Next week, KB Home plans to open a model home in Waldorf targeting the increasingly eco-friendly and cost-conscious consumer who has emerged in wake of the housing slump spurred by the nation’s worst economic crisis since the Great Depression. It is the first uber-green house that the Los Angeles-based firm has built on the East Coast.
The model, experts say, illustrates a shift in how houses will be built. The builder isn’t so much playing up the big lot and spacious interior that appealed to buyers a few years ago, even though the house has both. The main selling point is the variety of innovations aimed at saving homeowners 50,000 gallons of water a year and reducing electric bills to practically nothing.
Built-in features of the “net-zero” house — a sort of Energy-Star-on-steroids designation that means the house produces more energy than it expends — include solar panels, a water-saving irrigation system and a charging station for an electric vehicle in the garage. The house even has a monitoring system that allows homeowners to keep tabs on their energy consumption in real time via their smartphones, tablet computers and TVs.
These features to a varying degree are currently available mainly in the custom-home market. But the Waldorf house demonstrates how green is migrating into the mainstream.
“Taking a house from energy efficiency to net zero is a dramatic change,” said Doug Moran, president of KB Home’s Washington region.
“Becoming more environmentally friendly has been the focus of the country,” Moran added. “We want to give people a vision of where we think home building will be in a few years.”
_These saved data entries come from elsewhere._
use sea_orm_migration::prelude::*;

pub struct Migration;

impl MigrationName for Migration {
    fn name(&self) -> &str {
        "m202601050003_create_rooms"
    }
}

#[async_trait::async_trait]
impl MigrationTrait for Migration {
    async fn up(&self, manager: &SchemaManager) -> Result<(), DbErr> {
        manager
            .create_table(
                Table::create()
                    .table(Alias::new("rooms"))
                    .if_not_exists()
                    .col(ColumnDef::new(Alias::new("id")).integer().not_null().auto_increment().primary_key())
                    .col(ColumnDef::new(Alias::new("owner_id")).integer().not_null())
                    .col(ColumnDef::new(Alias::new("class_name")).string().not_null())
                    .col(ColumnDef::new(Alias::new("section")).string().not_null())
                    .col(ColumnDef::new(Alias::new("description")).text().null())
                    .col(ColumnDef::new(Alias::new("geofence_required")).boolean().not_null().default(false))
                    .col(ColumnDef::new(Alias::new("face_auth_required")).boolean().not_null().default(false))
                    .col(ColumnDef::new(Alias::new("geofence_id")).integer().null())
                    .col(ColumnDef::new(Alias::new("archived")).boolean().not_null().default(false))
                    .col(ColumnDef::new(Alias::new("created_at")).timestamp().not_null().default(Expr::cust("CURRENT_TIMESTAMP")))
                    .foreign_key(
                        ForeignKey::create()
                            .name("fk_rooms_owner")
                            .from(Alias::new("rooms"), Alias::new("owner_id"))
                            .to(Alias::new("users"), Alias::new("id"))
                            .on_delete(ForeignKeyAction::Cascade),
                    )
                    .foreign_key(
                        ForeignKey::create()
                            .name("fk_rooms_geofence")
                            .from(Alias::new("rooms"), Alias::new("geofence_id"))
                            .to(Alias::new("geofences"), Alias::new("id"))
                            .on_delete(ForeignKeyAction::SetNull),
                    )
                    .to_owned(),
            )
            .await
    }

    async fn down(&self, manager: &SchemaManager) -> Result<(), DbErr> {
        manager
            .drop_table(Table::drop().table(Alias::new("rooms")).to_owned())
            .await
    }
}
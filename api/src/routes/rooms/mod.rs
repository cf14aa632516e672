use axum::{
    Router,
    routing::{get, post, put},
};

use crate::state::AppState;

mod get;
mod post;
mod put;

pub use get::{
    attendance_summary, attendance_trend, get_excuse, list_records, list_schedules, my_attendance,
    student_rates,
};
pub use post::{CreateScheduleRequest, ExcuseRequest, create_schedule, excuse_student};
pub use put::{UpdateScheduleRequest, update_schedule};

/// Routes under `/api/rooms`. Room ownership and membership are checked by the
/// services; the router only requires an authenticated caller.
pub fn room_routes() -> Router<AppState> {
    Router::new()
        .route("/{room_id}/schedules", get(list_schedules).post(create_schedule))
        .route("/{room_id}/schedules/{schedule_id}", put(update_schedule))
        .route("/{room_id}/schedules/{schedule_id}/records", get(list_records))
        .route("/{room_id}/schedules/{schedule_id}/excuses", post(excuse_student))
        .route(
            "/{room_id}/schedules/{schedule_id}/excuses/{user_id}",
            get(get_excuse),
        )
        .route("/{room_id}/attendance/me", get(my_attendance))
        .route("/{room_id}/attendance/summary", get(attendance_summary))
        .route("/{room_id}/attendance/students", get(student_rates))
        .route("/{room_id}/attendance/trend", get(attendance_trend))
}
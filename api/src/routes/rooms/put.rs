use axum::{
    Extension, Json,
    extract::{Path, State},
    http::StatusCode,
};
use chrono::{Local, NaiveDate, NaiveTime};
use serde::Deserialize;
use services::schedule::SchedulePatch;
use validator::Validate;

use crate::auth::AuthUser;
use crate::response::ApiResponse;
use crate::routes::common::{ApiResult, ScheduleResponse, error_response, validation_failed};
use crate::state::AppState;

/// Every field is optional; omitted fields keep their stored value.
#[derive(Debug, Deserialize, Validate)]
pub struct UpdateScheduleRequest {
    #[validate(length(min = 1, max = 100, message = "Schedule name must be 1-100 characters"))]
    pub name: Option<String>,
    #[validate(length(max = 500, message = "Description must be at most 500 characters"))]
    pub description: Option<String>,
    pub date: Option<NaiveDate>,
    pub start_time: Option<NaiveTime>,
    pub end_time: Option<NaiveTime>,
}

/// PUT /api/rooms/{room_id}/schedules/{schedule_id}
///
/// Same rules as creation, applied to the merged schedule. The schedule never
/// overlaps with itself.
pub async fn update_schedule(
    State(state): State<AppState>,
    Path((room_id, schedule_id)): Path<(i64, i64)>,
    Extension(AuthUser(claims)): Extension<AuthUser>,
    Json(body): Json<UpdateScheduleRequest>,
) -> ApiResult<ScheduleResponse> {
    if let Err(errors) = body.validate() {
        return validation_failed(&errors);
    }

    let patch = SchedulePatch {
        name: body.name,
        description: body.description,
        date: body.date,
        start_time: body.start_time,
        end_time: body.end_time,
    };

    match state
        .schedules()
        .update_schedule(claims.sub, room_id, schedule_id, patch, Local::now().naive_local())
        .await
    {
        Ok(schedule) => (
            StatusCode::OK,
            Json(ApiResponse::success(schedule.into(), "Schedule updated")),
        ),
        Err(e) => error_response(e),
    }
}
use axum::{
    Json,
    extract::{Query, State},
    http::StatusCode,
};
use axum_extra::extract::TypedHeader;
use headers::{Authorization, authorization::Bearer};
use serde::Deserialize;
use services::AttendanceError;
use services::attendance::RoomPreview;

use crate::response::ApiResponse;
use crate::routes::common::{ApiResult, error_response};
use crate::state::AppState;

#[derive(Debug, Deserialize)]
pub struct ScanQuery {
    pub room_id: i64,
    /// Falls back to the `Authorization: Bearer` header when absent.
    pub token: Option<String>,
}

/// GET /api/attendance/scan?room_id={room_id}&token={jwt}
///
/// Decodes a scanned room QR code into the room's attendance requirements, so
/// the client knows to collect a location or a face image before calling
/// `POST /api/attendance/take`.
///
/// ### Responses
/// - `200 OK` with `room_id`, `class_name`, `section`, `description`,
///   `geofence_required`, `face_auth_required` and `archived`
/// - `401 Unauthorized` missing or invalid token
/// - `404 Not Found` unknown room
pub async fn scan_room(
    State(state): State<AppState>,
    bearer: Option<TypedHeader<Authorization<Bearer>>>,
    Query(query): Query<ScanQuery>,
) -> ApiResult<RoomPreview> {
    let Some(token) = query
        .token
        .or_else(|| bearer.map(|TypedHeader(Authorization(b))| b.token().to_owned()))
    else {
        return error_response(AttendanceError::Unauthenticated);
    };

    match state.attendance().preview_room(&token, query.room_id).await {
        Ok(preview) => (
            StatusCode::OK,
            Json(ApiResponse::success(preview, "Room details retrieved")),
        ),
        Err(e) => error_response(e),
    }
}
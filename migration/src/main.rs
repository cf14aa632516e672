use std::{env, fs, path::Path};
use util::config;

mod runner;

#[tokio::main]
async fn main() {
    let db_path = config::database_path();
    let url = format!("sqlite://{}?mode=rwc", db_path);
    let args: Vec<String> = env::args().collect();

    match args.get(1).map(|s| s.as_str()) {
        Some("clean") => {
            remove_db_file(&db_path);
        }
        Some("fresh") => {
            remove_db_file(&db_path);
            create_db_dir(&db_path);
            runner::run_all_migrations(&url).await;
        }
        _ => {
            create_db_dir(&db_path);
            runner::run_all_migrations(&url).await;
        }
    }
}

fn remove_db_file(path: &str) {
    let db_path = Path::new(path);
    if db_path.exists() {
        fs::remove_file(db_path).expect("Failed to delete DB file");
        println!("Deleted DB: {}", db_path.display());
    } else {
        println!("DB file does not exist: {}", db_path.display());
    }
}

fn create_db_dir(path: &str) {
    if let Some(parent) = Path::new(path).parent() {
        fs::create_dir_all(parent).expect("Failed to create DB directory");
    }
}
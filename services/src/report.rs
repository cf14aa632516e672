//! Read-only views over a room's attendance history.
//!
//! Only sessions whose window has ended count towards rates. Present and late
//! both count as attended.

use std::collections::{BTreeMap, HashMap};

use chrono::{NaiveDate, NaiveDateTime, NaiveTime};
use db::models::attendance_record::{self, AttendanceStatus};
use db::models::{attendance_schedule, room, room_user, user};
use sea_orm::{ColumnTrait, DatabaseConnection, EntityTrait, QueryFilter, QueryOrder};
use serde::Serialize;

use crate::error::AttendanceError;
use crate::schedule_window::ScheduleWindow;

/// One schedule as seen by a single student.
#[derive(Debug, Clone, PartialEq, Serialize)]
pub struct ScheduleStatus {
    pub schedule_id: i64,
    pub name: String,
    pub description: Option<String>,
    pub date: NaiveDate,
    pub start_time: NaiveTime,
    pub end_time: NaiveTime,
    /// The stored status, or `pending`/`absent` derived from the window when the
    /// student has no record yet.
    pub status: AttendanceStatus,
    pub taken_at: Option<NaiveDateTime>,
}

#[derive(Debug, Clone, PartialEq, Default, Serialize)]
pub struct AttendanceSummary {
    /// Ended, non-archived sessions.
    pub sessions: usize,
    /// Accepted members.
    pub students: usize,
    pub attended: usize,
    /// `attended / (sessions * students)` as a percentage.
    pub overall_percentage: f64,
}

#[derive(Debug, Clone, PartialEq, Serialize)]
pub struct StudentRate {
    pub user_id: i64,
    pub first_name: String,
    pub last_name: String,
    pub attended: usize,
    pub sessions: usize,
    pub attendance_rate: f64,
}

/// Per-day status counts over ended sessions.
#[derive(Debug, Clone, PartialEq, Default, Serialize)]
pub struct TrendPoint {
    pub date: NaiveDate,
    pub present: usize,
    pub late: usize,
    pub absent: usize,
    pub excused: usize,
}

#[inline]
fn to_pct(part: usize, whole: usize) -> f64 {
    if whole == 0 {
        return 0.0;
    }
    ((part as f64 / whole as f64) * 10_000.0).round() / 100.0
}

fn attended(status: AttendanceStatus) -> bool {
    matches!(status, AttendanceStatus::Present | AttendanceStatus::Late)
}

#[derive(Clone)]
pub struct ReportService {
    db: DatabaseConnection,
}

impl ReportService {
    pub fn new(db: DatabaseConnection) -> Self {
        Self { db }
    }

    /// The caller's own status for every live schedule of the room, earliest first.
    ///
    /// Open to the owner and to accepted members.
    pub async fn student_status(
        &self,
        user_id: i64,
        room_id: i64,
        now: NaiveDateTime,
    ) -> Result<Vec<ScheduleStatus>, AttendanceError> {
        let room = self.find_room(room_id).await?;
        if !room.is_owner(user_id) {
            let accepted = room_user::Model::find_membership(&self.db, room.id, user_id)
                .await?
                .is_some_and(|m| m.is_accepted());
            if !accepted {
                return Err(AttendanceError::forbidden(
                    "You are not an accepted member of this room",
                ));
            }
        }

        let records: HashMap<i64, attendance_record::Model> =
            attendance_record::Model::list_for_room(&self.db, room.id, Some(user_id))
                .await?
                .into_iter()
                .map(|r| (r.schedule_id, r))
                .collect();

        let mut out = Vec::new();
        for schedule in attendance_schedule::Model::list_for_room(&self.db, room.id).await? {
            if schedule.archived {
                continue;
            }
            let (status, taken_at) = match records.get(&schedule.id) {
                Some(record) => (record.status, record.taken_at),
                None => {
                    let window = ScheduleWindow::try_from(&schedule)?;
                    if window.has_ended(now) {
                        (AttendanceStatus::Absent, None)
                    } else {
                        (AttendanceStatus::Pending, None)
                    }
                }
            };
            out.push(ScheduleStatus {
                schedule_id: schedule.id,
                name: schedule.name,
                description: schedule.description,
                date: schedule.date,
                start_time: schedule.start_time,
                end_time: schedule.end_time,
                status,
                taken_at,
            });
        }
        Ok(out)
    }

    pub async fn summary(
        &self,
        owner_id: i64,
        room_id: i64,
        now: NaiveDateTime,
    ) -> Result<AttendanceSummary, AttendanceError> {
        let room = self.owned_room(owner_id, room_id).await?;
        let sessions = self.held_sessions(room.id, now).await?;
        let students = room_user::Model::accepted_user_ids(&self.db, room.id).await?;
        let counts = self.attended_by_student(room.id, &sessions).await?;

        let attended: usize = students
            .iter()
            .map(|id| counts.get(id).copied().unwrap_or(0))
            .sum();

        Ok(AttendanceSummary {
            sessions: sessions.len(),
            students: students.len(),
            attended,
            overall_percentage: to_pct(attended, sessions.len() * students.len()),
        })
    }

    /// Attendance rate per accepted member, ordered by last then first name.
    pub async fn student_rates(
        &self,
        owner_id: i64,
        room_id: i64,
        now: NaiveDateTime,
    ) -> Result<Vec<StudentRate>, AttendanceError> {
        let room = self.owned_room(owner_id, room_id).await?;
        let sessions = self.held_sessions(room.id, now).await?;
        let students = room_user::Model::accepted_user_ids(&self.db, room.id).await?;
        let counts = self.attended_by_student(room.id, &sessions).await?;

        let users = user::Entity::find()
            .filter(user::Column::Id.is_in(students))
            .order_by_asc(user::Column::LastName)
            .order_by_asc(user::Column::FirstName)
            .all(&self.db)
            .await?;

        Ok(users
            .into_iter()
            .map(|u| {
                let attended = counts.get(&u.id).copied().unwrap_or(0);
                StudentRate {
                    user_id: u.id,
                    first_name: u.first_name,
                    last_name: u.last_name,
                    attended,
                    sessions: sessions.len(),
                    attendance_rate: to_pct(attended, sessions.len()),
                }
            })
            .collect())
    }

    pub async fn trend(
        &self,
        owner_id: i64,
        room_id: i64,
        now: NaiveDateTime,
    ) -> Result<Vec<TrendPoint>, AttendanceError> {
        let room = self.owned_room(owner_id, room_id).await?;
        let sessions = self.held_sessions(room.id, now).await?;
        let dates: HashMap<i64, NaiveDate> = sessions.iter().map(|s| (s.id, s.date)).collect();

        let mut points: BTreeMap<NaiveDate, TrendPoint> = sessions
            .iter()
            .map(|s| {
                (
                    s.date,
                    TrendPoint {
                        date: s.date,
                        ..Default::default()
                    },
                )
            })
            .collect();

        for record in attendance_record::Model::list_for_room(&self.db, room.id, None).await? {
            let Some(date) = dates.get(&record.schedule_id) else {
                continue;
            };
            let Some(point) = points.get_mut(date) else {
                continue;
            };
            match record.status {
                AttendanceStatus::Present => point.present += 1,
                AttendanceStatus::Late => point.late += 1,
                AttendanceStatus::Absent => point.absent += 1,
                AttendanceStatus::Excused => point.excused += 1,
                AttendanceStatus::Pending => {}
            }
        }

        Ok(points.into_values().collect())
    }

    async fn held_sessions(
        &self,
        room_id: i64,
        now: NaiveDateTime,
    ) -> Result<Vec<attendance_schedule::Model>, AttendanceError> {
        Ok(attendance_schedule::Model::list_for_room(&self.db, room_id)
            .await?
            .into_iter()
            .filter(|s| !s.archived && s.ends_at() <= now)
            .collect())
    }

    async fn attended_by_student(
        &self,
        room_id: i64,
        sessions: &[attendance_schedule::Model],
    ) -> Result<HashMap<i64, usize>, AttendanceError> {
        let held: Vec<i64> = sessions.iter().map(|s| s.id).collect();
        let mut counts = HashMap::new();
        for record in attendance_record::Model::list_for_room(&self.db, room_id, None).await? {
            if held.contains(&record.schedule_id) && attended(record.status) {
                *counts.entry(record.user_id).or_insert(0) += 1;
            }
        }
        Ok(counts)
    }

    async fn find_room(&self, room_id: i64) -> Result<room::Model, AttendanceError> {
        room::Entity::find_by_id(room_id)
            .one(&self.db)
            .await?
            .ok_or_else(|| AttendanceError::not_found("Room not found"))
    }

    async fn owned_room(&self, owner_id: i64, room_id: i64) -> Result<room::Model, AttendanceError> {
        let room = self.find_room(room_id).await?;
        if !room.is_owner(owner_id) {
            return Err(AttendanceError::forbidden(
                "Only the room owner can view attendance reports",
            ));
        }
        Ok(room)
    }
}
Thus far, net-zero houses are a very tiny segment — perhaps as small as 1 percent — of the market.
Production of energy from solar panels, one of the largest components of the green-home movement, is growing. The amount of megawatts produced by home solar panels rose 104 percent in 2010, 109 percent in 2011 and is expected to increase 75 percent this year, according to Boston-based GTM Research, a consulting firm that tracks the industry for the Solar Energy Industries Association.
Moreover, 16,000 additional existing and new homes installed the panels during the first quarter of 2012, up from 11,800 in 2011 and 11,700 in 2010, according to the firm.
“The vast majority of new installation has been on existing homes — far more than new homes,” said Shayle Kann, GTM’s vice president for research. One factor in the rapid increase “in residential solar is the cost [of installation] is falling very, very rapidly.”